**BRIEF:** A single stretch of the material below is to be transcribed exactly, starting at the line with "self.pprev.as_ptr() as usize" and ending after the line with "a live node.".
******
// Copyright (c) 2025-2026 Federico Hoerth <memparanoid@gmail.com>
// SPDX-License-Identifier: GPL-3.0-only
// See LICENSE in the repository root for full license text.

//! Protected hash table of singly-headed bucket lists.
//!
//! Each bucket is a single pointer. Nodes carry a forward link and a
//! back-link to whichever pointer currently references them (the bucket
//! head or the previous node's forward link), which gives O(1) removal
//! without a doubly-linked head. All links are rewritten through the
//! write-rare engine.
//!
//! Insertions always publish the new node with release ordering, so they
//! are safe against lock-free readers. Writers must be serialized by the
//! caller.

use core::alloc::Layout;
use core::fmt;
use core::ops::Deref;
use core::ptr;
use core::sync::atomic::{AtomicPtr, Ordering};

use prmem_core::{Pool, PoolError, Prmem};

use crate::error::ListError;
use crate::grace::{GracePeriod, ReadGuard, Retired};
use crate::node::{self, NodeState, POISON_NEXT, POISON_PREV};

/// Multiplier of the golden-ratio hash.
pub const GOLDEN_RATIO_64: u64 = 0x61C8_8646_80B5_83EB;

/// Largest supported table order.
pub const MAX_BITS: u32 = 20;

/// Multiplicative hash of `key` into `bits` bits.
#[inline]
pub fn hash_u64(key: u64, bits: u32) -> usize {
    if bits == 0 {
        return 0;
    }

    (key.wrapping_mul(GOLDEN_RATIO_64) >> (64 - bits.min(64))) as usize
}

/// A bucket: pointer to the first node, null when empty.
#[repr(transparent)]
pub struct HlistHead<T> {
    first: AtomicPtr<HlistNode<T>>,
}

impl<T> HlistHead<T> {
    /// An empty bucket.
    pub const fn new() -> Self {
        Self {
            first: AtomicPtr::new(ptr::null_mut()),
        }
    }

    /// Whether the bucket holds no node.
    pub fn is_empty(&self) -> bool {
        self.first.load(Ordering::Acquire).is_null()
    }

    fn first_link(&self) -> *mut AtomicPtr<HlistNode<T>> {
        ptr::from_ref(&self.first).cast_mut()
    }
}

impl<T> Default for HlistHead<T> {
    fn default() -> Self {
        Self::new()
    }
}

/// A hash table element.
#[repr(C)]
pub struct HlistNode<T> {
    next: AtomicPtr<HlistNode<T>>,
    pprev: AtomicPtr<AtomicPtr<HlistNode<T>>>,
    value: T,
}

impl<T> HlistNode<T> {
    /// Allocates an unhashed node in a write-rare pool.
    ///
    /// The value is never dropped.
    pub fn new_in(pool: &Pool, value: T) -> Result<&HlistNode<T>, ListError> {
        let node = pool.alloc_with(Self::unhashed(value))?;

        // Safety: pool memory lives as long as the pool borrow.
        Ok(unsafe { node.as_ref() })
    }

    /// Declares an unhashed node in the static write-rare region.
    pub fn new_static(ctx: &Prmem, value: T) -> Result<&HlistNode<T>, ListError> {
        let node = ctx.declare_static_raw(Self::unhashed(value))?;

        // Safety: the static region lives as long as the context.
        Ok(unsafe { node.as_ref() })
    }

    const fn unhashed(value: T) -> Self {
        Self {
            next: AtomicPtr::new(ptr::null_mut()),
            pprev: AtomicPtr::new(ptr::null_mut()),
            value,
        }
    }

    /// Payload.
    #[inline]
    pub fn value(&self) -> &T {
        &self.value
    }

    /// Current link state.
    pub fn state(&self) -> NodeState {
        let next = self.next.load(Ordering::Acquire);
        let pprev = self.pprev.load(Ordering::Acquire);

        NodeState::from_links(next.addr(), pprev.addr(), pprev.is_null())
    }

    /// Whether the node is in a bucket.
    pub fn is_hashed(&self) -> bool {
        self.state() == NodeState::Linked
    }

    #[inline]
    fn as_ptr(&self) -> *mut HlistNode<T> {
        self as *const Self as *mut Self
    }

    #[inline]
    pub(crate) fn next(&self) -> *mut HlistNode<T> {
        self.next.load(Ordering::Acquire)
    }

    #[inline]
    pub(crate) fn pprev(&self) -> *mut AtomicPtr<HlistNode<T>> {
        self.pprev.load(Ordering::Acquire)
    }

    /// The forward link itself, as stored in a successor's `pprev`.
    pub(crate) fn next_link(&self) -> *mut AtomicPtr<HlistNode<T>> {
        ptr::from_ref(&self.next).cast_mut()
    }

    fn next_slot(&self) -> usize {
        self.next.as_ptr() as usize
    }

    fn pprev_slot(&self) -> usize {
        self.pprev.as_ptr() as usize
    }

    fn reinit(&self, ctx: &Prmem) -> Result<(), ListError> {
        ctx.wr_ptr(&self.next, ptr::null_mut())?;
        ctx.wr_ptr(&self.pprev, ptr::null_mut())?;

        Ok(())
    }
}

impl<T> Deref for HlistNode<T> {
    type Target = T;

    fn deref(&self) -> &T {
        &self.value
    }
}

impl<T: fmt::Debug> fmt::Debug for HlistNode<T> {
    fn fmt(&self, f: &mut fmt::Formatter<'_>) -> fmt::Result {
        f.debug_struct("HlistNode")
            .field("state", &self.state())
            .field("value", &self.value)
            .finish()
    }
}

impl<'p, T> Retired<'p, HlistNode<T>> {
    /// Waits for a grace period, then clears the node's links so it can be
    /// hashed again.
    pub fn reclaim(self, grace: &GracePeriod) -> Result<&'p HlistNode<T>, ListError> {
        grace.synchronize();
        self.node.reinit(self.ctx)?;

        Ok(self.node)
    }
}

/// # Safety
/// `slot` must be a bucket head or the forward link of a live node.
#[inline]
unsafe fn slot<'a, T>(slot: *mut AtomicPtr<HlistNode<T>>) -> &'a AtomicPtr<HlistNode<T>> {
    unsafe { &*slot }
}

/// A fixed-size protected hash table.
pub struct PrHashTable<'p, T> {
    ctx: &'p Prmem,
    buckets: &'p [HlistHead<T>],
    bits: u32,
}

impl<T> fmt::Debug for PrHashTable<'_, T> {
    fn fmt(&self, f: &mut fmt::Formatter<'_>) -> fmt::Result {
        f.debug_struct("PrHashTable")
            .field("buckets", &self.buckets.len())
            .field("bits", &self.bits)
            .finish()
    }
}

impl<'p, T> PrHashTable<'p, T> {
    /// Allocates `1 << bits` empty buckets in a write-rare pool.
    pub fn create_in(pool: &'p Pool, bits: u32) -> Result<Self, ListError> {
        if bits == 0 || bits > MAX_BITS {
            return Err(ListError::InvalidBits(bits));
        }

        let count = 1usize << bits;
        let layout =
            Layout::array::<HlistHead<T>>(count).map_err(|_| PoolError::SizeOverflow)?;
        let buckets = pool.alloc_layout_zeroed(layout)?;

        // Safety: zeroed memory is a valid array of empty buckets and lives
        // as long as the pool borrow.
        let buckets =
            unsafe { core::slice::from_raw_parts(buckets.as_ptr() as *const HlistHead<T>, count) };

        log::debug!("prmem hash table: {count} buckets");

        Ok(Self {
            ctx: pool.context(),
            buckets,
            bits,
        })
    }

    /// Number of buckets.
    pub fn len(&self) -> usize {
        self.buckets.len()
    }

    /// Always false; a table has at least two buckets.
    pub fn is_empty(&self) -> bool {
        self.buckets.is_empty()
    }

    /// Table order.
    pub fn bits(&self) -> u32 {
        self.bits
    }

    /// Bucket selected for `key`.
    pub fn bucket(&self, key: u64) -> usize {
        hash_u64(key, self.bits)
    }

    /// Whether bucket `index` holds no node.
    pub fn is_bucket_empty(&self, index: usize) -> Result<bool, ListError> {
        Ok(self.head(index)?.is_empty())
    }

    /// Inserts `node` at the front of bucket `index`.
    pub fn add_head(&self, index: usize, node: &'p HlistNode<T>) -> Result<(), ListError> {
        self.link_head(index, node, false)
    }

    /// Inserts `node` at the front of bucket `index`, safely for lock-free
    /// readers.
    pub fn add_head_rcu(&self, index: usize, node: &'p HlistNode<T>) -> Result<(), ListError> {
        self.link_head(index, node, true)
    }

    /// Inserts `node` right before `next`, which must be hashed.
    pub fn add_before(&self, node: &'p HlistNode<T>, next: &'p HlistNode<T>) -> Result<(), ListError> {
        node.state().check_insertable()?;
        next.state().check_linked()?;

        let pprev = next.pprev();
        node::authorize(
            self.ctx,
            &[
                node.next_slot(),
                node.pprev_slot(),
                next.pprev_slot(),
                pprev as usize,
            ],
        )?;

        self.ctx.wr_ptr(&node.pprev, pprev)?;
        self.ctx.wr_ptr(&node.next, next.as_ptr())?;
        self.ctx.wr_ptr(&next.pprev, node.next_link())?;
        // Safety: the back-link of a hashed node is live.
        self.ctx.wr_assign_pointer(unsafe { slot(pprev) }, node.as_ptr())?;

        Ok(())
    }

    /// Inserts `node` right after `prev`, which must be hashed.
    pub fn add_behind(&self, node: &'p HlistNode<T>, prev: &'p HlistNode<T>) -> Result<(), ListError> {
        node.state().check_insertable()?;
        prev.state().check_linked()?;

        let next = prev.next();
        let mut slots = vec![node.next_slot(), node.pprev_slot(), prev.next_slot()];
        if !next.is_null() {
            // Safety: the successor of a hashed node is live.
            slots.push(unsafe { &*next }.pprev_slot());
        }
        node::authorize(self.ctx, &slots)?;

        self.ctx.wr_ptr(&node.next, next)?;
        self.ctx.wr_ptr(&node.pprev, prev.next_link())?;
        self.ctx.wr_assign_pointer(&prev.next, node.as_ptr())?;

        if !next.is_null() {
            // Safety: as above.
            self.ctx.wr_ptr(&unsafe { &*next }.pprev, node.next_link())?;
        }

        Ok(())
    }

    /// Removes `node` and poisons its links.
    pub fn del(&self, node: &'p HlistNode<T>) -> Result<(), ListError> {
        node.state().check_linked()?;

        self.authorize_unlink(node, &[node.next_slot(), node.pprev_slot()])?;
        self.unlink(node)?;

        self.ctx.wr_ptr(&node.next, node::poison(POISON_NEXT))?;
        self.ctx.wr_ptr(&node.pprev, node::poison(POISON_PREV))?;

        Ok(())
    }

    /// Removes `node` if hashed and leaves it ready to be added again.
    pub fn del_init(&self, node: &'p HlistNode<T>) -> Result<(), ListError> {
        match node.state() {
            NodeState::Linked => {}
            NodeState::Retired => return Err(ListError::AwaitingGracePeriod),
            NodeState::Unlinked | NodeState::Deleted => return Ok(()),
        }

        self.authorize_unlink(node, &[node.next_slot(), node.pprev_slot()])?;
        self.unlink(node)?;

        node.reinit(self.ctx)
    }

    /// Removes `node` while lock-free readers may be traversing it.
    ///
    /// The forward link is kept; the node must go through
    /// [`Retired::reclaim`] before reuse.
    pub fn del_rcu(&self, node: &'p HlistNode<T>) -> Result<Retired<'p, HlistNode<T>>, ListError> {
        node.state().check_linked()?;

        self.authorize_unlink(node, &[node.pprev_slot()])?;
        self.unlink(node)?;

        self.ctx.wr_ptr(&node.pprev, node::poison(POISON_PREV))?;

        Ok(Retired::new(self.ctx, node))
    }

    /// Nodes of bucket `index`. The successor is read before a node is
    /// yielded, so the yielded node may be removed during the iteration.
    pub fn iter_bucket(&self, index: usize) -> Result<BucketIter<'p, T>, ListError> {
        Ok(BucketIter::new(self.head(index)?))
    }

    /// Nodes of bucket `index`, for lock-free readers.
    pub fn iter_bucket_rcu<'g>(
        &'g self,
        index: usize,
        _guard: &'g ReadGuard<'_>,
    ) -> Result<BucketIter<'g, T>, ListError> {
        Ok(BucketIter::new(self.head(index)?))
    }

    /// Nodes of the bucket selected for `key`.
    pub fn iter_key(&self, key: u64) -> BucketIter<'p, T> {
        BucketIter::new(&self.buckets[self.bucket(key)])
    }

    fn head(&self, index: usize) -> Result<&'p HlistHead<T>, ListError> {
        self.buckets.get(index).ok_or(ListError::InvalidBucket(index))
    }

    fn link_head(&self, index: usize, node: &'p HlistNode<T>, publish: bool) -> Result<(), ListError> {
        let head = self.head(index)?;
        node.state().check_insertable()?;

        let first = head.first.load(Ordering::Acquire);
        let mut slots = vec![
            node.next_slot(),
            node.pprev_slot(),
            head.first.as_ptr() as usize,
        ];
        if !first.is_null() {
            // Safety: the first node of a bucket is live.
            slots.push(unsafe { &*first }.pprev_slot());
        }
        node::authorize(self.ctx, &slots)?;

        self.ctx.wr_ptr(&node.next, first)?;
        self.ctx.wr_ptr(&node.pprev, head.first_link())?;

        if publish {
            self.ctx.wr_assign_pointer(&head.first, node.as_ptr())?;
        }

        if !first.is_null() {
            // Safety: as above.
            self.ctx.wr_ptr(&unsafe { &*first }.pprev, node.next_link())?;
        }

        if !publish {
            self.ctx.wr_ptr(&head.first, node.as_ptr())?;
        }

        Ok(())
    }

    fn authorize_unlink(&self, node: &HlistNode<T>, own: &[usize]) -> Result<(), ListError> {
        let next = node.next();
        let mut slots = vec![node.pprev() as usize];
        if !next.is_null() {
            // Safety: the successor of a hashed node is live.
            slots.push(unsafe { &*next }.pprev_slot());
        }
        slots.extend_from_slice(own);

        node::authorize(self.ctx, &slots)
    }

    /// Makes whatever references `node` reference its successor.
    fn unlink(&self, node: &HlistNode<T>) -> Result<(), ListError> {
        let next = node.next();
        let pprev = node.pprev();

        // Safety: the back-link of a hashed node is live.
        self.ctx.wr_ptr(unsafe { slot(pprev) }, next)?;

        if !next.is_null() {
            // Safety: the successor of a hashed node is live.
            self.ctx.wr_ptr(&unsafe { &*next }.pprev, pprev)?;
        }

        Ok(())
    }
}

/// Iterator over one bucket of a [`PrHashTable`].
pub struct BucketIter<'a, T> {
    cursor: *mut HlistNode<T>,
    _marker: core::marker::PhantomData<&'a HlistNode<T>>,
}

impl<'a, T> BucketIter<'a, T> {
    fn new(head: &'a HlistHead<T>) -> Self {
        Self {
            cursor: head.first.load(Ordering::Acquire),
            _marker: core::marker::PhantomData,
        }
    }
}

impl<'a, T> Iterator for BucketIter<'a, T> {
    type Item = &'a HlistNode<T>;

    fn next(&mut self) -> Option<Self::Item> {
        if self.cursor.is_null() {
            return None;
        }

        // Safety: non-null forward links of a bucket point at live nodes.
        let node = unsafe { &*self.cursor };
        self.cursor = node.next();

        Some(node)
    }
}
******
**RESPONSE:**
        self.pprev.as_ptr() as usize
    }

    fn reinit(&self, ctx: &Prmem) -> Result<(), ListError> {
        ctx.wr_ptr(&self.next, ptr::null_mut())?;
        ctx.wr_ptr(&self.pprev, ptr::null_mut())?;

        Ok(())
    }
}

impl<T> Deref for HlistNode<T> {
    type Target = T;

    fn deref(&self) -> &T {
        &self.value
    }
}

impl<T: fmt::Debug> fmt::Debug for HlistNode<T> {
    fn fmt(&self, f: &mut fmt::Formatter<'_>) -> fmt::Result {
        f.debug_struct("HlistNode")
            .field("state", &self.state())
            .field("value", &self.value)
            .finish()
    }
}

impl<'p, T> Retired<'p, HlistNode<T>> {
    /// Waits for a grace period, then clears the node's links so it can be
    /// hashed again.
    pub fn reclaim(self, grace: &GracePeriod) -> Result<&'p HlistNode<T>, ListError> {
        grace.synchronize();
        self.node.reinit(self.ctx)?;

        Ok(self.node)
    }
}

/// # Safety
/// `slot` must be a bucket head or the forward link of a live node.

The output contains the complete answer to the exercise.